Write out each line below exactly as it appears.

(Extracted data entries)
----------

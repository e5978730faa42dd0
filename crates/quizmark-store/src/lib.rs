//! quizmark-store: result store backends.
//!
//! Implements the `ResultStore` trait for an in-memory map, a local
//! directory of JSON files, and a remote document database, and loads the
//! `quizmark.toml` configuration that selects between them.

pub mod config;
pub mod file;
pub mod memory;
pub mod rest;

pub use config::{create_store, load_config, load_config_from, QuizmarkConfig, StoreConfig};
pub use file::FileStore;
pub use memory::MemoryStore;
pub use rest::RestStore;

----------

Reply
repository e5978730faa42dd0
filename crates/quizmark-store/src/lib.rs
//! quizmark-store: result store backends.
//!
//! Implements the `ResultStore` trait for an in-memory map, a local
//! directory of JSON files, and a remote document database, and loads the
//! `quizmark.toml` configuration that selects between them.

pub mod config;
pub mod file;
pub mod memory;
pub mod rest;

pub use config::{create_store, load_config, load_config_from, QuizmarkConfig, StoreConfig};
pub use file::FileStore;
pub use memory::MemoryStore;
pub use rest::RestStore;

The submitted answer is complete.